Work instructions.
Everything from the first line of the entries below through the line holding "to the server" must be printed exactly as written.

Data records.
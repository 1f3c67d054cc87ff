//! Core protocol traits
//!
//! Decoders only ever see a [`LineChannel`]: the live connection in production,
//! a scripted transcript in tests.

use async_trait::async_trait;

use super::error::ProtocolError;
use super::records::Fields;

/// Result type for protocol operations
pub type ProtocolResult<T> = Result<T, ProtocolError>;

/// Line-level access to the server
#[async_trait]
pub trait LineChannel: Send {
	/// Take the next complete line, suspending until one arrives
	async fn next_line(&mut self) -> ProtocolResult<String>;

	/// Write one command line (the newline is appended)
	async fn send_line(&mut self, line: &str) -> ProtocolResult<()>;

	/// Whether the server side has gone away
	fn is_closed(&self) -> bool;
}

/// One response grammar
///
/// A decoder consumes exactly the lines of one response and nothing more.
#[async_trait]
pub trait Decoder: Send + Sync + 'static {
	type Output: Send + 'static;

	async fn decode(&self, channel: &mut dyn LineChannel) -> ProtocolResult<Self::Output>;
}

/// A record carried on a tagged line inside a `begin`/`end` list
pub trait Record: Sized + Send + 'static {
	/// Leading token of the record line
	const TAG: &'static str;

	/// Parse the tokens following the tag
	fn parse(fields: &mut Fields<'_>) -> ProtocolResult<Self>;
}

// vim: ts=4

Task solution.
repository 1f3c67d054cc87ff
//! Core protocol traits
//!
//! Decoders only ever see a [`LineChannel`]: the live connection in production,
//! a scripted transcript in tests.

use async_trait::async_trait;

use super::error::ProtocolError;
use super::records::Fields;

/// Result type for protocol operations
pub type ProtocolResult<T> = Result<T, ProtocolError>;

/// Line-level access to the server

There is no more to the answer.